_What you have to do_
In the records that follow, locate every line with "LinkPayload" and extract it.

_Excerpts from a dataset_
┄┄┄┄┄┄┄┄┄┄

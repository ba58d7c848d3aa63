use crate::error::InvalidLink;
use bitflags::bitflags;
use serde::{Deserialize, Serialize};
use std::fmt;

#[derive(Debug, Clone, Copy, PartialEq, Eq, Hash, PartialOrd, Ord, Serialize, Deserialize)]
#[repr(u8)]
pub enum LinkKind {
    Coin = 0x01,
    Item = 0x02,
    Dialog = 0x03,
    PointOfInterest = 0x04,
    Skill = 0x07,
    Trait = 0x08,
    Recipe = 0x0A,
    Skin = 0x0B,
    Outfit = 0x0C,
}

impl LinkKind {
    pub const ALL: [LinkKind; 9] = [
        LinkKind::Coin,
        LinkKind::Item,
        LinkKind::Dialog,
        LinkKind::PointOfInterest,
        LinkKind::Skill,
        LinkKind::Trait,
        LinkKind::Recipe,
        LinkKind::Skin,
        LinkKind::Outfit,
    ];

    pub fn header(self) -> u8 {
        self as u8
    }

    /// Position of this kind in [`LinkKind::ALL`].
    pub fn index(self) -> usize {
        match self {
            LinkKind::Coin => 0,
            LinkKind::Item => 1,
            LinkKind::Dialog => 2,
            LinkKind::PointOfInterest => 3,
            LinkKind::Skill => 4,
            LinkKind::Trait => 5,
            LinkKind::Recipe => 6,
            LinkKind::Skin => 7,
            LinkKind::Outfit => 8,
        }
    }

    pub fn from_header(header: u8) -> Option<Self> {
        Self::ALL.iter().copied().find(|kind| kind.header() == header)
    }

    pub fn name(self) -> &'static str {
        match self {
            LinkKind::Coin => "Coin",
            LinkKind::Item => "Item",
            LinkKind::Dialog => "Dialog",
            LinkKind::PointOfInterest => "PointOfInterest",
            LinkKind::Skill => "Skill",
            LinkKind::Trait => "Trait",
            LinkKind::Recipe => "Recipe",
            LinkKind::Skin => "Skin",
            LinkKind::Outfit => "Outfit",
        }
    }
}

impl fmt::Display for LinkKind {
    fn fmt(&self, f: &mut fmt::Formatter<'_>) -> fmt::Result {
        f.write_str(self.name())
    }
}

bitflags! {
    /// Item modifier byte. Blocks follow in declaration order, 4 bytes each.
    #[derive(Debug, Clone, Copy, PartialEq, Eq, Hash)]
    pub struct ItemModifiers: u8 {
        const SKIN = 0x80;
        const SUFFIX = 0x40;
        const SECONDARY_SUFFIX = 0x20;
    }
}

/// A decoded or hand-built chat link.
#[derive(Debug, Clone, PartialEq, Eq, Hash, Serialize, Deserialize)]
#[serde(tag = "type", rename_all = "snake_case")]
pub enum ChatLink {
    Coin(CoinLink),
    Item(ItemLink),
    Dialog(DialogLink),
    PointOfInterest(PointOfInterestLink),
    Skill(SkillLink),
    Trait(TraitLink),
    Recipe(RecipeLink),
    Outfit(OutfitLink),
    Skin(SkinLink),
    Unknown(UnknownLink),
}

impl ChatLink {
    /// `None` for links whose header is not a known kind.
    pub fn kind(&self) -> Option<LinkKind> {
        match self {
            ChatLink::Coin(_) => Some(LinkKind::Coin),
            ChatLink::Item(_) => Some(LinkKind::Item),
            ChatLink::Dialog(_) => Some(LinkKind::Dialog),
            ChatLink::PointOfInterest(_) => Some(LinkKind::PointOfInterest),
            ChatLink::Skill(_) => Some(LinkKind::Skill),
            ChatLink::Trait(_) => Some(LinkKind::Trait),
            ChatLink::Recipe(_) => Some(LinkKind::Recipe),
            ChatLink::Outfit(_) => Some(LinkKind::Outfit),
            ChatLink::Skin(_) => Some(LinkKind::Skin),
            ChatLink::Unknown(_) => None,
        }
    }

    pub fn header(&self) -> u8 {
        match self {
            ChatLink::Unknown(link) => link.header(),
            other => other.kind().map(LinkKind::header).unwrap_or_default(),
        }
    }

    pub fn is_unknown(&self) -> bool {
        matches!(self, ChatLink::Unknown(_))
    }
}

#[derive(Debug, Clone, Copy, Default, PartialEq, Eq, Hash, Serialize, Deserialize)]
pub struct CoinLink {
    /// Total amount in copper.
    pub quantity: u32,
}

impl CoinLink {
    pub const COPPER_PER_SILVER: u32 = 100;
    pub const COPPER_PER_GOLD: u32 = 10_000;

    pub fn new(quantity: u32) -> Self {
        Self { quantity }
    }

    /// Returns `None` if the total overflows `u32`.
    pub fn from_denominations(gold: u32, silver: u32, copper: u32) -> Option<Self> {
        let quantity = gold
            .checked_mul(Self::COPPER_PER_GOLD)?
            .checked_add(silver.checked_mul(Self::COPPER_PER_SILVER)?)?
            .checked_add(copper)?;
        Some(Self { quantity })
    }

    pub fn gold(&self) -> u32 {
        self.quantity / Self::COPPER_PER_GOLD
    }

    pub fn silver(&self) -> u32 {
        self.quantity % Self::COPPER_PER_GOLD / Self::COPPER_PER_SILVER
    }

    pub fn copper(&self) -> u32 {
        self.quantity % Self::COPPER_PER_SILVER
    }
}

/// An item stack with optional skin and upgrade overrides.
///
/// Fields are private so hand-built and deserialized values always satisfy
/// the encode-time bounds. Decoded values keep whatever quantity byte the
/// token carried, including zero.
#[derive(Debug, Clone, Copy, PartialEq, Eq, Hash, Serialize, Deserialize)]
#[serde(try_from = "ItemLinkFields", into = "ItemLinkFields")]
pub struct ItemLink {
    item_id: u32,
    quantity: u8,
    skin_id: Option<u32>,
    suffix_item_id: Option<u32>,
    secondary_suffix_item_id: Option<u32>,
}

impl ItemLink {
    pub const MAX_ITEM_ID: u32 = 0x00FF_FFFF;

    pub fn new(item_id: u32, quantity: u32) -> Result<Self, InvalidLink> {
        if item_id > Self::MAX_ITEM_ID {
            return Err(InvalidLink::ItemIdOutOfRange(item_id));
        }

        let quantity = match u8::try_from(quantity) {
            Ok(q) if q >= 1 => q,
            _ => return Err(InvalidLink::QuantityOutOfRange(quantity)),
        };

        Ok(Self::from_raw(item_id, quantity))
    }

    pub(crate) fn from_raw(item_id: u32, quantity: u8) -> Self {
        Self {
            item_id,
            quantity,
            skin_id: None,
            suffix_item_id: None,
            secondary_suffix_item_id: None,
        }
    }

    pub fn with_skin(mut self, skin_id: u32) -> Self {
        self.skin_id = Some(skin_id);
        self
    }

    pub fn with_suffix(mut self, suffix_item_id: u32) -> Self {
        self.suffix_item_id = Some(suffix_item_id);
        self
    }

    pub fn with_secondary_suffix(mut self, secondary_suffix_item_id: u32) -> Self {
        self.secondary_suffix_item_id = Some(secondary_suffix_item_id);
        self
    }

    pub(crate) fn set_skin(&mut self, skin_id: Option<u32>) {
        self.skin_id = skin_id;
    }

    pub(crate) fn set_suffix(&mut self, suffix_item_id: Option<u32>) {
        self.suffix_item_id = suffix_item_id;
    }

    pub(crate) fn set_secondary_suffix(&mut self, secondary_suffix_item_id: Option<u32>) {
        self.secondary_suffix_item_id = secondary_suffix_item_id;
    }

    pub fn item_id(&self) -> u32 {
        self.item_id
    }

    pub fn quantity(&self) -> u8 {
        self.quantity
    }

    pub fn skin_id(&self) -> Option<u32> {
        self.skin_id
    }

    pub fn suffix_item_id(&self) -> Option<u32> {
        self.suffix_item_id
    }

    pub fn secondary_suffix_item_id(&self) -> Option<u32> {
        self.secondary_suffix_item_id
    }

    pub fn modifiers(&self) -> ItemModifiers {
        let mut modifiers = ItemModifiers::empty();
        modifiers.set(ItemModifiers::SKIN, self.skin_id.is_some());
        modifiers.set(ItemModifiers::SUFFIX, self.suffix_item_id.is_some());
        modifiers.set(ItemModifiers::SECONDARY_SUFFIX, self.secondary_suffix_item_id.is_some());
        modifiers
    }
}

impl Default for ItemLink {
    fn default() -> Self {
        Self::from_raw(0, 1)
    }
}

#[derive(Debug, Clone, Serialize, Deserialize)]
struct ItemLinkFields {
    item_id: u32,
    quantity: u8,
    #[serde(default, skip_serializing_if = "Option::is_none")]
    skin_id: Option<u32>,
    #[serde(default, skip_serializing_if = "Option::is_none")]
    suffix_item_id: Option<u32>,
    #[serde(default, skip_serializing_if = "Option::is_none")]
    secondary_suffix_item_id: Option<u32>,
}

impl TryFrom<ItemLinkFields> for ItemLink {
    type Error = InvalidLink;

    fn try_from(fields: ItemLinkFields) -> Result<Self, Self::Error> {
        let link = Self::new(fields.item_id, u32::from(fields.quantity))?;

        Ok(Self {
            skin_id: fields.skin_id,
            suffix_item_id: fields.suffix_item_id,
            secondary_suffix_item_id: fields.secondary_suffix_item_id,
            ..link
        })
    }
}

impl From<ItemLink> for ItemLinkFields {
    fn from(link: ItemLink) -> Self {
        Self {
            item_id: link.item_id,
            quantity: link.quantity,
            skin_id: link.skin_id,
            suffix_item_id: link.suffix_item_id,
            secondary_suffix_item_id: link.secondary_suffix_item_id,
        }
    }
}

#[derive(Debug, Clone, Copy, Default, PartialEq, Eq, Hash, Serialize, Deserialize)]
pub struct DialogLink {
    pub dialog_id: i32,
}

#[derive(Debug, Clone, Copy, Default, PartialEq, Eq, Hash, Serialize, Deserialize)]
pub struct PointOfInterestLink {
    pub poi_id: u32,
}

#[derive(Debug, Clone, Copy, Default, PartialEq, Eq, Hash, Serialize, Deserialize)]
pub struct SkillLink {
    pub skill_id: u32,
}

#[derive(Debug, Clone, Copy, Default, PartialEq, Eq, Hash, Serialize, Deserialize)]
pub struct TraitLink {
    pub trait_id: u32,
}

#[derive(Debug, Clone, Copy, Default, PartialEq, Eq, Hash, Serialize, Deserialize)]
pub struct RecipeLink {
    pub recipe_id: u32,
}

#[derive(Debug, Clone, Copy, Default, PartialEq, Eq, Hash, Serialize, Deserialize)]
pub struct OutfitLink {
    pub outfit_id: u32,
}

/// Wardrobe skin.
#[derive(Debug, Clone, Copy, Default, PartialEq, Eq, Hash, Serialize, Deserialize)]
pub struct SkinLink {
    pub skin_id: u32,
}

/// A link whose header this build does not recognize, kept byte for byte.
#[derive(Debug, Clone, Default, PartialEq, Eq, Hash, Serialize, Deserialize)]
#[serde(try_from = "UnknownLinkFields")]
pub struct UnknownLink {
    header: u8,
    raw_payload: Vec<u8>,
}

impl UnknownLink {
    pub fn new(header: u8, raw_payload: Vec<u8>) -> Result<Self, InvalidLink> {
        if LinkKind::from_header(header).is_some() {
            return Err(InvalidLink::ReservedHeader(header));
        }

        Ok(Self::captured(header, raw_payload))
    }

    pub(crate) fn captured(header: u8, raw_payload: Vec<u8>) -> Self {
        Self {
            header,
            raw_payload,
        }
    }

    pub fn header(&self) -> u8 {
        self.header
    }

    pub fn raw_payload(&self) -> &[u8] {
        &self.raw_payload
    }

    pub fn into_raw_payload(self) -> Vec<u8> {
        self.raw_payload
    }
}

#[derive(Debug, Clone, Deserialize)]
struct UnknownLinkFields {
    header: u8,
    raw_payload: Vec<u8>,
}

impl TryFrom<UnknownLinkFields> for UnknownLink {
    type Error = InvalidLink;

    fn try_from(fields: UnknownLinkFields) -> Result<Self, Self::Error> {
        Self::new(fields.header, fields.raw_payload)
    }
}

┄┄┄┄┄┄┄┄┄┄

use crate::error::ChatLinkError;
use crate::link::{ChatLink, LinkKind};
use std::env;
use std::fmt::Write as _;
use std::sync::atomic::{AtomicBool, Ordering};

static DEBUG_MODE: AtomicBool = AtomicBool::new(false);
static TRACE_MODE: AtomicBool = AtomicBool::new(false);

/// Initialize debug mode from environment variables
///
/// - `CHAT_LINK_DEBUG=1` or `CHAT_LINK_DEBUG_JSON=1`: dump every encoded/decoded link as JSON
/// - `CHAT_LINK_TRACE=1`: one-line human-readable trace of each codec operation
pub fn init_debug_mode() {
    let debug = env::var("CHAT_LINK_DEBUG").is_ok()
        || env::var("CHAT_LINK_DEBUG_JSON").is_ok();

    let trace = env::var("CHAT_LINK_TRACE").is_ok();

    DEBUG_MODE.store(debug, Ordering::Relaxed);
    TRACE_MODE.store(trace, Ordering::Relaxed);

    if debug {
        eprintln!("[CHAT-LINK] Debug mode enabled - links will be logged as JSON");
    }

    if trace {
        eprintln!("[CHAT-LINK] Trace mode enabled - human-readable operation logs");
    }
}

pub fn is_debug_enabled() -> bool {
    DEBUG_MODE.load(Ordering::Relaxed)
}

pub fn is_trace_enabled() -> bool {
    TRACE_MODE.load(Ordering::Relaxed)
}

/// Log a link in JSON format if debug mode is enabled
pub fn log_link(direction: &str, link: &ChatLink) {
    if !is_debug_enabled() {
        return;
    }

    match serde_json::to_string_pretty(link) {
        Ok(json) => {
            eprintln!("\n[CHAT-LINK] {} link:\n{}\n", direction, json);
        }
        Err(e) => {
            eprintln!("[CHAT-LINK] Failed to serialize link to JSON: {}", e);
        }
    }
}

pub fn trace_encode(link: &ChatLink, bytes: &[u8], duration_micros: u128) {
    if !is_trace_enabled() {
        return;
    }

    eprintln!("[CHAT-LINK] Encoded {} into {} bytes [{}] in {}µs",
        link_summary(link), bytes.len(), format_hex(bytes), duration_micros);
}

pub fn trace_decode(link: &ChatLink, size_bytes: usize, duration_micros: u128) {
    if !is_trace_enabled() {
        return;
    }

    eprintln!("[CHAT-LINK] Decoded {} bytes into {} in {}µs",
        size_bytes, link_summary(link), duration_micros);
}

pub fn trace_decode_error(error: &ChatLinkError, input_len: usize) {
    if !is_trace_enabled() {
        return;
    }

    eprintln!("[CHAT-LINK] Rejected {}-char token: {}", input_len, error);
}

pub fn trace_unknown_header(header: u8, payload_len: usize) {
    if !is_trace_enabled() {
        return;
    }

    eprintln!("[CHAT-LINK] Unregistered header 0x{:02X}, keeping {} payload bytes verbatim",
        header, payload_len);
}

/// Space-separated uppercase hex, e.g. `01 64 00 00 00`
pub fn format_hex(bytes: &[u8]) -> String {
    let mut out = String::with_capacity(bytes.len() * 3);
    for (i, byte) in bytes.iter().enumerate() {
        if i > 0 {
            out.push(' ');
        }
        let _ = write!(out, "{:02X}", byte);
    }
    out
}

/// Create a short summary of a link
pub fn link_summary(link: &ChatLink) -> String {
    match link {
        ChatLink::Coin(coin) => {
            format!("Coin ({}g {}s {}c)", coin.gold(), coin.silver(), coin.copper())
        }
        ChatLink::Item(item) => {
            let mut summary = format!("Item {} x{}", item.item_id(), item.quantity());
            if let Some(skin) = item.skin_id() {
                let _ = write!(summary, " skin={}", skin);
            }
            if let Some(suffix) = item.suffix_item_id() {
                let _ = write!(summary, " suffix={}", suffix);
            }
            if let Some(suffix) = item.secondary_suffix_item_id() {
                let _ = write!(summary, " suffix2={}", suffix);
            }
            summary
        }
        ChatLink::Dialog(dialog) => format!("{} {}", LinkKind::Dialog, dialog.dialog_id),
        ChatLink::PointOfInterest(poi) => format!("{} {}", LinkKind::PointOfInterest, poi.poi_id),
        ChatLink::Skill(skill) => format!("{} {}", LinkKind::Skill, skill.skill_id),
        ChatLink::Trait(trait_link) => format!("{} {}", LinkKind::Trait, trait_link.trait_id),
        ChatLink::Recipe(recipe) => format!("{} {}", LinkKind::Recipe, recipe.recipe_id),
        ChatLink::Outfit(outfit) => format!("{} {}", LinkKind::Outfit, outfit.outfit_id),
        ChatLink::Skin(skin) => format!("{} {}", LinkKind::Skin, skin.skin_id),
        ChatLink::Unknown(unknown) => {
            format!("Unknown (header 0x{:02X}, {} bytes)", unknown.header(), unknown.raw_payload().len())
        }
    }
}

┄┄┄┄┄┄┄┄┄┄

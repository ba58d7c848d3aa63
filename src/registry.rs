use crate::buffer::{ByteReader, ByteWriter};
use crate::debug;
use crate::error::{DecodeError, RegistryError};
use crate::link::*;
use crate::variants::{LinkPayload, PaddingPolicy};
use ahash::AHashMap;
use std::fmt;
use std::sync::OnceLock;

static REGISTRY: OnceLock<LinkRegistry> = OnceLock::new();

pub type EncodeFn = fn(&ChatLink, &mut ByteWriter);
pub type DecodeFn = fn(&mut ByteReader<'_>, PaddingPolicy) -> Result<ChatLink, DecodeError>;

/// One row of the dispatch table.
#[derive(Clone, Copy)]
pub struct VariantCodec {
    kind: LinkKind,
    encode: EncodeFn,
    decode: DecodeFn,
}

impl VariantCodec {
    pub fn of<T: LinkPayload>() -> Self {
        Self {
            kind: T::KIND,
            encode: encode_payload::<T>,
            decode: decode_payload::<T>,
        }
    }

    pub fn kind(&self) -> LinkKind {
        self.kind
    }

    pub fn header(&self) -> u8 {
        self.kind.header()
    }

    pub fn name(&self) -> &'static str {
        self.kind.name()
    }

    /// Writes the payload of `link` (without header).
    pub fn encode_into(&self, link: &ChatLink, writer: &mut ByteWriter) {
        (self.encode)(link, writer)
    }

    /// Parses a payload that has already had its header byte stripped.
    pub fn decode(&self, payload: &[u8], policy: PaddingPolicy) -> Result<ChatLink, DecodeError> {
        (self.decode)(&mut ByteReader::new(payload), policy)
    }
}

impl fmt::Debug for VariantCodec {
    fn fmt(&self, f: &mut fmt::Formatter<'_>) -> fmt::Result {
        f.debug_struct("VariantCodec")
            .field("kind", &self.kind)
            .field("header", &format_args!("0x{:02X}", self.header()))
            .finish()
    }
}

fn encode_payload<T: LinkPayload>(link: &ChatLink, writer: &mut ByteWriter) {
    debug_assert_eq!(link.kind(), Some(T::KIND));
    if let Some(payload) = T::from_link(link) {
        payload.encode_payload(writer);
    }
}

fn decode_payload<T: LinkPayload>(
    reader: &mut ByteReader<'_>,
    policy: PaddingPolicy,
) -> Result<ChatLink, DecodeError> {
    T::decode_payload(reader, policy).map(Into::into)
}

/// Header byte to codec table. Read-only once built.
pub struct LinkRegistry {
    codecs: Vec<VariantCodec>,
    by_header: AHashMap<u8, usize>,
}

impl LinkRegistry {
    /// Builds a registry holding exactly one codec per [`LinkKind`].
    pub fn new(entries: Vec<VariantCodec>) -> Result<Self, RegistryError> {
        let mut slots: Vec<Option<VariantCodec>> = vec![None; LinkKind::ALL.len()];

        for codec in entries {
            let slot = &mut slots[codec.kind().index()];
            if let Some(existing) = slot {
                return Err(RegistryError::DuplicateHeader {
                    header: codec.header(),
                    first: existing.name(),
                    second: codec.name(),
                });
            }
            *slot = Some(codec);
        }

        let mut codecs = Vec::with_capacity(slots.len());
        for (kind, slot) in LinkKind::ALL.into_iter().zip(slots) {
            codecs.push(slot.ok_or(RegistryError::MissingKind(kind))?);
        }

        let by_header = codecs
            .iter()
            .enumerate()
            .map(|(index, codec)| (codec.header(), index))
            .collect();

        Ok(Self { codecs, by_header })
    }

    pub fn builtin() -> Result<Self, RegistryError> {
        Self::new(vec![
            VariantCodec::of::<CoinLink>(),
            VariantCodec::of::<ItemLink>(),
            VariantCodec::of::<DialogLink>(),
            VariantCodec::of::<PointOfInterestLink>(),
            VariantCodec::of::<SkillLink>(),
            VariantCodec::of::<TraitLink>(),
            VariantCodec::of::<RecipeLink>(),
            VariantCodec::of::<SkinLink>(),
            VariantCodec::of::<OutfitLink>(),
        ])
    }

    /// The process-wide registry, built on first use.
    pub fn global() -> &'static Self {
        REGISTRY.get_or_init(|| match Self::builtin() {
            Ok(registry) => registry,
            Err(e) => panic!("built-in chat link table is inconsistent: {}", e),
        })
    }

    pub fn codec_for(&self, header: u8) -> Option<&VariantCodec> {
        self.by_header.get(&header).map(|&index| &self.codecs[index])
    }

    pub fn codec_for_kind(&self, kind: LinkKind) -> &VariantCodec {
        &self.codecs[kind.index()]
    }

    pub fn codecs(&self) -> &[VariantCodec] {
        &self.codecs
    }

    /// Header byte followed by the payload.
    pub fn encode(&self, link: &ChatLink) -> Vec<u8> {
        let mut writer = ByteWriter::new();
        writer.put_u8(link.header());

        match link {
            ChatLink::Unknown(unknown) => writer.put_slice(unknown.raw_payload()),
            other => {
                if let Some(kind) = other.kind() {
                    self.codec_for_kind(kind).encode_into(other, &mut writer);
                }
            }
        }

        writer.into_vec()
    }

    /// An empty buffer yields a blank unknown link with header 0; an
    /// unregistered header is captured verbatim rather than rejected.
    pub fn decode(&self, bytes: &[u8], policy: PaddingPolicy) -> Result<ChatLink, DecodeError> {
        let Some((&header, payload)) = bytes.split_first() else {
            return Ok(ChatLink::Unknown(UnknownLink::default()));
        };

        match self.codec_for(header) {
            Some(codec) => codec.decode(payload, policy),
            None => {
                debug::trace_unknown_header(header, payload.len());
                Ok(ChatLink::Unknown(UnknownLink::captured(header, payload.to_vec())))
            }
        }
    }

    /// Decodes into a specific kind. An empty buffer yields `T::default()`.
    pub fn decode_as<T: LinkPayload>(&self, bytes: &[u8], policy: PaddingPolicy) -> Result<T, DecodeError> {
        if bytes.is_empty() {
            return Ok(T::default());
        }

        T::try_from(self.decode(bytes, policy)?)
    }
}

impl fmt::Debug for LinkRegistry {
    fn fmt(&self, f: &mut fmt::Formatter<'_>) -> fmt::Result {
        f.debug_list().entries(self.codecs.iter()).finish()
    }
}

┄┄┄┄┄┄┄┄┄┄

_Reply to the exercise_
use crate::variants::{LinkPayload, PaddingPolicy};
    pub fn of<T: LinkPayload>() -> Self {
fn encode_payload<T: LinkPayload>(link: &ChatLink, writer: &mut ByteWriter) {
fn decode_payload<T: LinkPayload>(
    pub fn decode_as<T: LinkPayload>(&self, bytes: &[u8], policy: PaddingPolicy) -> Result<T, DecodeError> {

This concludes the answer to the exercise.